定期借地権付底地の価格 = 更地価格 − 定期借地権の価格
この方法は、定期借地権の評価と連動した手法であり、定期借地権の価格が適切に求められている場合に有効です。
普通借地権付底地との違い
普通借地権付底地では「更地価格 − 借地権価格 ≠ 底地価格」が原則ですが、定期借地権付底地ではこの等式が比較的成立しやすいのが特徴です。
| 比較 | 普通借地権 | 定期借地権 |
|---|---|---|
| 更地価格 − 借地権価格 = 底地価格 | 成立しにくい | 比較的成立しやすい |
| 理由 | 底地と借地権の市場が分断されており、合計が更地価格を下回る | 期間満了で権利が消滅し更地に復帰するため、論理的に配分が可能 |
ただし、定期借地権の場合であっても、市場性の差異等により完全にはこの等式が成立しない場合もあるため、控除法はあくまで検証手法として活用することが適切です。
数値例による比較
| 項目 | 普通借地権の場合 | 定期借地権の場合 |
|---|---|---|
| 更地価格 | 100,000,000円 | 100,000,000円 |
| 借地権価格 | 60,000,000円 | 25,000,000円 |
| 底地価格(控除法) | 40,000,000円 | 75,000,000円 |
| 底地の正常価格(実際) | 15,000,000円 | 約60,000,000〜75,000,000円 |
| 乖離の程度 | 大きい(控除法の結果が過大) | 小さい(概ね整合) |
この数値例からも、定期借地権付底地では控除法が実態に近い結果を示すことがわかります。
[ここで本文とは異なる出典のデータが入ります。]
//! Simulation driver implementing the Driver trait.
//!
//! `SimDriver` provides the same interface as the terminal driver but for
//! deterministic testing. It implements [`Driver`] so the same
//! [`livechat_app::Runtime`] orchestration code runs in both production and
//! simulation.
//!
//! A driver either stands alone (tests inject channel events directly) or is
//! attached to a [`SharedBackend`], in which case emitted events are encoded
//! and handed to the simulated backend and its frames are decoded back into
//! [`AppEvent`]s.

#![allow(clippy::disallowed_types, reason = "Synchronous locking operations only")]

use std::{
    collections::VecDeque,
    sync::{Arc, Mutex, MutexGuard, PoisonError},
};

use livechat_app::{App, AppEvent, Driver};
use livechat_client::{CustomerId, Environment, SenderRole};
use livechat_proto::{Envelope, InboundEvent, OutboundEvent};

use crate::{
    ConnectionId, SharedBackend, SimBackend,
    invariants::{ClientSnapshot, InvariantRegistry, SystemSnapshot},
};

/// Error type for simulation driver.
#[derive(Debug, Clone, PartialEq, Eq, thiserror::Error)]
#[error("sim driver: {0}")]
pub struct SimDriverError(pub String);

/// Shared state for event injection and inspection.
///
/// This allows injection from outside async contexts.
#[derive(Default)]
struct SharedState {
    pending_events: VecDeque<AppEvent>,
    emitted: Vec<OutboundEvent>,
    details_requests: Vec<CustomerId>,
    renders: usize,
    connect_failure: Option<String>,
    stopped: bool,
}

/// Simulation driver for deterministic testing.
///
/// Implements [`Driver`] trait so the same [`livechat_app::Runtime`]
/// orchestration code runs in both the terminal client and simulation tests.
pub struct SimDriver {
    id: u64,
    role: SenderRole,
    customer_id: Option<CustomerId>,
    state: Arc<Mutex<SharedState>>,
    backend: Option<SharedBackend>,
    connection: Option<ConnectionId>,
    invariants: Option<InvariantRegistry>,
}

impl SimDriver {
    /// Standalone driver for a client acting as `role`.
    pub fn new(role: SenderRole) -> Self {
        Self {
            id: 0,
            role,
            customer_id: None,
            state: Arc::new(Mutex::new(SharedState::default())),
            backend: None,
            connection: None,
            invariants: None,
        }
    }

    /// Visitor driver for `customer_id`, attached to `backend`.
    pub fn visitor(backend: SharedBackend, customer_id: CustomerId) -> Self {
        Self { customer_id: Some(customer_id), backend: Some(backend), ..Self::new(SenderRole::Visitor) }
    }

    /// Agent driver attached to `backend`.
    pub fn agent(backend: SharedBackend) -> Self {
        Self { backend: Some(backend), ..Self::new(SenderRole::Agent) }
    }

    /// Client id used in invariant snapshots.
    #[must_use]
    pub fn with_id(mut self, id: u64) -> Self {
        self.id = id;
        self
    }

    /// Enable invariant checking on every render.
    #[must_use]
    pub fn with_invariants(mut self, registry: InvariantRegistry) -> Self {
        self.invariants = Some(registry);
        self
    }

    /// Make the next `connect` fail with `reason`.
    pub fn fail_connect(&self, reason: &str) {
        self.lock().connect_failure = Some(reason.to_string());
    }

    /// Inject an `AppEvent` for processing.
    pub fn inject_event(&self, event: AppEvent) {
        self.lock().pending_events.push_back(event);
    }

    /// Inject a channel event.
    pub fn inject_channel(&self, event: InboundEvent) {
        self.inject_event(AppEvent::Channel(event));
    }

    /// Inject a tick event.
    pub fn inject_tick(&self) {
        self.inject_event(AppEvent::Tick);
    }

    /// Take all events emitted on the channel so far.
    pub fn take_emitted(&self) -> Vec<OutboundEvent> {
        std::mem::take(&mut self.lock().emitted)
    }

    /// Customers whose details were requested.
    pub fn details_requests(&self) -> Vec<CustomerId> {
        self.lock().details_requests.clone()
    }

    /// Number of renders so far.
    pub fn renders(&self) -> usize {
        self.lock().renders
    }

    /// True once the runtime stopped the driver.
    pub fn is_stopped(&self) -> bool {
        self.lock().stopped
    }

    /// Backend connection, once connected.
    pub fn connection(&self) -> Option<ConnectionId> {
        self.connection
    }

    /// Check if there are pending events to process.
    pub fn has_pending(&self) -> bool {
        !self.lock().pending_events.is_empty()
    }

    /// Create a snapshot from App state for invariant checking.
    pub fn snapshot_from_app<E: Environment>(&self, app: &App<E>) -> SystemSnapshot {
        SystemSnapshot::single(ClientSnapshot::from_app(self.id, app))
    }

    /// Check invariants against App state.
    pub fn check_invariants<E: Environment>(&self, app: &App<E>, context: &str) {
        if let Some(registry) = &self.invariants {
            registry.assert_all(&self.snapshot_from_app(app), context);
        }
    }

    fn lock(&self) -> MutexGuard<'_, SharedState> {
        self.state.lock().unwrap_or_else(PoisonError::into_inner)
    }

    fn with_backend<T>(&self, f: impl FnOnce(&mut SimBackend) -> T) -> Option<T> {
        let backend = self.backend.as_ref()?;
        let mut guard = backend.lock().unwrap_or_else(PoisonError::into_inner);
        Some(f(&mut guard))
    }

    /// Move frames the backend queued for this client into pending events.
    fn pull_frames(&self) {
        let Some(connection) = self.connection else {
            return;
        };
        let frames = self.with_backend(|b| b.take_frames(connection)).unwrap_or_default();

        let mut state = self.lock();
        for frame in frames {
            if let Some(event) = AppEvent::from_channel(Envelope::decode_inbound(&frame)) {
                state.pending_events.push_back(event);
            }
        }
    }
}

impl Driver for SimDriver {
    type Error = SimDriverError;

    async fn poll_event(&mut self) -> Result<Option<AppEvent>, Self::Error> {
        if !self.has_pending() {
            self.pull_frames();
        }
        Ok(self.lock().pending_events.pop_front())
    }

    async fn connect(&mut self) -> Result<(), Self::Error> {
        if let Some(reason) = self.lock().connect_failure.take() {
            return Err(SimDriverError(reason));
        }

        let (role, customer_id) = (self.role, self.customer_id);
        let connection = self.with_backend(|b| match (role, customer_id) {
            (SenderRole::Visitor, Some(customer_id)) => Some(b.connect_visitor(customer_id)),
            (SenderRole::Agent, _) => Some(b.connect_agent()),
            _ => None,
        });

        match connection {
            Some(Some(connection)) => self.connection = Some(connection),
            Some(None) => return Err(SimDriverError("visitor without customer".into())),
            None => self.inject_channel(InboundEvent::Connect),
        }
        Ok(())
    }

    async fn emit(&mut self, event: OutboundEvent) -> Result<(), Self::Error> {
        self.lock().emitted.push(event.clone());

        let Some(connection) = self.connection else {
            return Ok(());
        };
        let text = Envelope::encode_outbound(&event, self.role)
            .map_err(|e| SimDriverError(e.to_string()))?;
        self.with_backend(|b| b.receive(connection, &text))
            .transpose()
            .map_err(|e| SimDriverError(e.to_string()))?;
        Ok(())
    }

    async fn request_customer_details(&mut self, customer_id: CustomerId) -> Result<(), Self::Error> {
        self.lock().details_requests.push(customer_id);

        let details = self.with_backend(|b| b.customer_details(customer_id).cloned());
        let event = match details {
            Some(Some(details)) => AppEvent::CustomerDetailsLoaded { customer_id, details },
            Some(None) => AppEvent::CustomerDetailsFailed { customer_id, reason: "404".into() },
            None => return Ok(()),
        };
        self.inject_event(event);
        Ok(())
    }

    fn render<E: Environment>(&mut self, app: &App<E>) -> Result<(), Self::Error> {
        self.lock().renders += 1;
        self.check_invariants(app, "after render");
        Ok(())
    }

    fn stop(&mut self) {
        self.lock().stopped = true;
        if let Some(connection) = self.connection.take() {
            self.with_backend(|b| b.disconnect(connection));
        }
    }
}

#[cfg(test)]
mod tests {
    use super::*;

    #[test]
    fn inject_event_queues_event() {
        let driver = SimDriver::new(SenderRole::Visitor);
        driver.inject_tick();

        assert!(driver.has_pending());
    }

    #[tokio::test]
    async fn standalone_connect_reports_connect() {
        let mut driver = SimDriver::new(SenderRole::Visitor);

        driver.connect().await.unwrap();

        assert_eq!(
            driver.poll_event().await.unwrap(),
            Some(AppEvent::Channel(InboundEvent::Connect))
        );
        assert_eq!(driver.poll_event().await.unwrap(), None);
    }

    #[tokio::test]
    async fn failed_connect_is_one_shot() {
        let mut driver = SimDriver::new(SenderRole::Agent);
        driver.fail_connect("refused");

        assert_eq!(driver.connect().await, Err(SimDriverError("refused".into())));
        assert!(driver.connect().await.is_ok());
    }

    #[tokio::test]
    async fn backend_frames_become_events() {
        let backend = SimBackend::default().shared();
        let mut driver = SimDriver::visitor(backend, 42);

        driver.connect().await.unwrap();

        assert_eq!(
            driver.poll_event().await.unwrap(),
            Some(AppEvent::Channel(InboundEvent::Connect))
        );
    }
}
普通借地権と定期借地権の価格差も併せて確認してください。
定期借地権の種類別の底地評価の留意点
一般定期借地権の底地
| 項目 | 留意点 |
|---|---|
| 存続期間 | 50年以上のため、復帰価格の現在価値は大きく割り引かれる |
| 返還条件 | 原状回復(更地返還)が原則 |
| 地代水準 | 権利金なし・低額の場合は地代が比較的高い |
| 評価のポイント | 長期間の地代収入の現在価値と、遠い将来の復帰価格を適切に割り引く |
事業用定期借地権の底地
| 項目 | 留意点 |
|---|---|
| 存続期間 | 10年以上50年未満と比較的短い |
| 返還条件 | 原状回復(更地返還)が原則 |
| 地代水準 | 事業用途のため、比較的高い地代が設定される傾向 |
| 評価のポイント | 残存期間が短い場合、復帰価格の現在価値が底地価格の大部分を占める |
建物譲渡特約付借地権の底地
| 項目 | 留意点 |
|---|---|
| 存続期間 | 30年以上 |
| 返還条件 | 建物を地主が相当の対価で買い取る |
| 特殊な点 | 期間満了時に建物取得費用が発生する |
| 評価のポイント | 復帰価格は「更地価格+建物価格」だが、建物取得に係る支出を控除する必要がある |
建物譲渡特約付借地権の底地は、他の定期借地権の底地と異なり、期間満了時に建物を買い取る義務がある点に注意が必要です。
建物譲渡特約付底地の復帰価格
= 更地としての復帰価格 + 建物の価値
− 建物取得費用(相当の対価)
評価上の留意事項
将来の更地価格の予測
定期借地権付底地の評価では、将来の更地価格を予測する必要があります。しかし、30年後・50年後の地価を正確に予測することは極めて困難です。
| 予測のアプローチ | 内容 | 留意点 |
|---|---|---|
| 現在の更地価格を基準とする | 地価変動がないと仮定 | 最も保守的な方法 |
| 地価変動率を織り込む | 過去のトレンドや将来予測に基づき変動率を設定 | 長期予測の不確実性が高い |
| 複数のシナリオを設定する | 上昇・横ばい・下落の各シナリオで算定 | 実務的な対応策 |
割引率の設定
定期借地権付底地の割引率は、普通借地権付底地の割引率とは異なる水準になります。
- 定期借地権付底地は更地復帰が確実であるため、普通借地権付底地よりもリスクが低い
- したがって、割引率は普通借地権付底地よりも低く設定される傾向
- ただし、地代改定のリスクや長期間の不確実性は考慮する必要がある
更地復帰に要する費用
期間満了時に更地が返還されるとはいえ、実際に更地として利用可能な状態になるまでに費用が生じる場合があります。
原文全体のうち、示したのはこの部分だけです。